In relation to third level education Mr Bruton said it was up to individual institutions to decide whether to open.
In Northern Ireland, the Education Department said schools have been advised to remain closed to "avoid any potential risk to life for children, young people and staff."
He added: "I fully appreciate this decision will impact on the work of the schools and indeed on other businesses and services."
On Monday, parents were left scrambling to make last-minute childcare arrangements after the department failed to make any announcements about school closures in the region until late on Sunday night.
Head teachers were left confused after hearing about the closures on social media at 10.30pm.
Parents took to Twitter to vent their frustration at the lack of timely information.
@maryclarex1 Tweeted: "Conflicting messages from individual schools planning to open. Just not good enough.
@LockTrev said: "What sort of advice is that to give? Wishy washy. Make a decision and get it out asap!"
@colliedoggie wrote: "This tweet is causing considerable concern.
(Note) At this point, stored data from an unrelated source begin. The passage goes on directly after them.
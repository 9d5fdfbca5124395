//! Line-driven quiz and browse loops. Input and output are injected so the
//! loops run the same against a terminal or a test buffer.

use std::io::{self, BufRead, Write};

use quiz_core::model::{Carousel, Direction, QuizError, StudyCard};
use services::QuizRun;

use crate::render;

const QUIZ_HELP: &str =
    "Commands: <n> choose option, n next, p previous, g <n> go to question, s submit, r retry, q quit";
const BROWSE_HELP: &str = "Commands: n next, p previous, f flip, <n> jump to card, q quit";

#[derive(Debug, Clone, Copy, PartialEq, Eq)]
pub enum QuizCommand {
    Choose(usize),
    Next,
    Previous,
    GoTo(usize),
    Submit,
    Retry,
    Quit,
    Help,
}

/// Parse one line of quiz input. Numbers are 1-based on the way in.
pub fn parse_quiz_command(line: &str) -> Option<QuizCommand> {
    let line = line.trim();
    let mut parts = line.split_whitespace();
    let head = parts.next()?;
    let command = match head {
        "n" | "next" => QuizCommand::Next,
        "p" | "prev" | "previous" => QuizCommand::Previous,
        "s" | "submit" => QuizCommand::Submit,
        "r" | "retry" => QuizCommand::Retry,
        "q" | "quit" => QuizCommand::Quit,
        "h" | "help" | "?" => QuizCommand::Help,
        "g" | "goto" => QuizCommand::GoTo(one_based(parts.next()?)?),
        other => QuizCommand::Choose(one_based(other)?),
    };
    Some(command)
}

fn one_based(raw: &str) -> Option<usize> {
    raw.parse::<usize>().ok()?.checked_sub(1)
}

/// Drive a quiz until the user quits or input ends.
///
/// While results are on screen only retry and quit are accepted.
///
/// # Errors
///
/// Returns I/O errors from reading input or writing output.
pub fn run_quiz<R: BufRead, W: Write>(run: &mut QuizRun, input: R, out: &mut W) -> io::Result<()> {
    writeln!(out, "{QUIZ_HELP}")?;
    writeln!(out, "{}", render::question(run.session()))?;
    let mut showing_results = false;

    for line in input.lines() {
        let line = line?;
        let Some(command) = parse_quiz_command(&line) else {
            if !line.trim().is_empty() {
                writeln!(out, "Unrecognized input. {QUIZ_HELP}")?;
            }
            continue;
        };

        if showing_results && !matches!(command, QuizCommand::Retry | QuizCommand::Quit) {
            writeln!(out, "Quiz submitted. r to retry, q to quit.")?;
            continue;
        }

        match command {
            QuizCommand::Quit => break,
            QuizCommand::Help => {
                writeln!(out, "{QUIZ_HELP}")?;
                continue;
            }
            QuizCommand::Submit => {
                writeln!(out, "{}", render::result(&run.submit()))?;
                showing_results = true;
                continue;
            }
            QuizCommand::Retry => {
                run.retry();
                showing_results = false;
            }
            QuizCommand::Next => {
                if !run.session_mut().next() {
                    writeln!(out, "Already at the last question.")?;
                }
            }
            QuizCommand::Previous => {
                if !run.session_mut().previous() {
                    writeln!(out, "Already at the first question.")?;
                }
            }
            QuizCommand::GoTo(index) => {
                if let Err(err) = run.session_mut().go_to(index) {
                    writeln!(out, "{}", input_error(&err))?;
                    continue;
                }
            }
            QuizCommand::Choose(option) => {
                if let Err(err) = run.session_mut().record_current(option) {
                    writeln!(out, "{}", input_error(&err))?;
                    continue;
                }
            }
        }
        writeln!(out, "{}", render::question(run.session()))?;
    }
    Ok(())
}

/// Session errors carry 0-based indices; the user typed 1-based numbers.
fn input_error(err: &QuizError) -> String {
    match err {
        QuizError::QuestionOutOfRange { index, len } => {
            format!("No question {} (1-{len})", index + 1)
        }
        QuizError::OptionOutOfRange { index, len, .. } => {
            format!("No option {} (1-{len})", index + 1)
        }
        other => other.to_string(),
    }
}

/// Step through cards with a wrapping carousel.
///
/// # Errors
///
/// Returns I/O errors from reading input or writing output.
pub fn run_browse<R: BufRead, W: Write>(
    cards: &[StudyCard],
    input: R,
    out: &mut W,
) -> io::Result<()> {
    let mut carousel = Carousel::new(cards.len());
    let mut show_back = false;
    writeln!(out, "{BROWSE_HELP}")?;
    writeln!(out, "{}", render::card(cards, &carousel, show_back))?;
    if carousel.is_empty() {
        return Ok(());
    }

    for line in input.lines() {
        let line = line?;
        match line.trim() {
            "q" | "quit" => break,
            "n" | "next" => {
                carousel.slide(Direction::Forward);
                show_back = false;
            }
            "p" | "prev" => {
                carousel.slide(Direction::Back);
                show_back = false;
            }
            "f" | "flip" | "" => show_back = !show_back,
            other => match one_based(other) {
                Some(index) if carousel.select(index) => show_back = false,
                _ => {
                    writeln!(out, "{BROWSE_HELP}")?;
                    continue;
                }
            },
        }
        writeln!(out, "{}", render::card(cards, &carousel, show_back))?;
    }
    Ok(())
}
Neither principals or chairs (me) have been informed."
David Sterling, head of the Northern Ireland Civil Service, admitted that safety advice and information could have been provided more quickly to the public in the region.
Speaking at Stormont prior to an emergency meeting with the permanent secretaries from all Government departments, Mr Sterling said: "Perhaps in hindsight we may have done some things more quickly.
"But now we have given clear evidence and advice out to the community and we will continue to do that."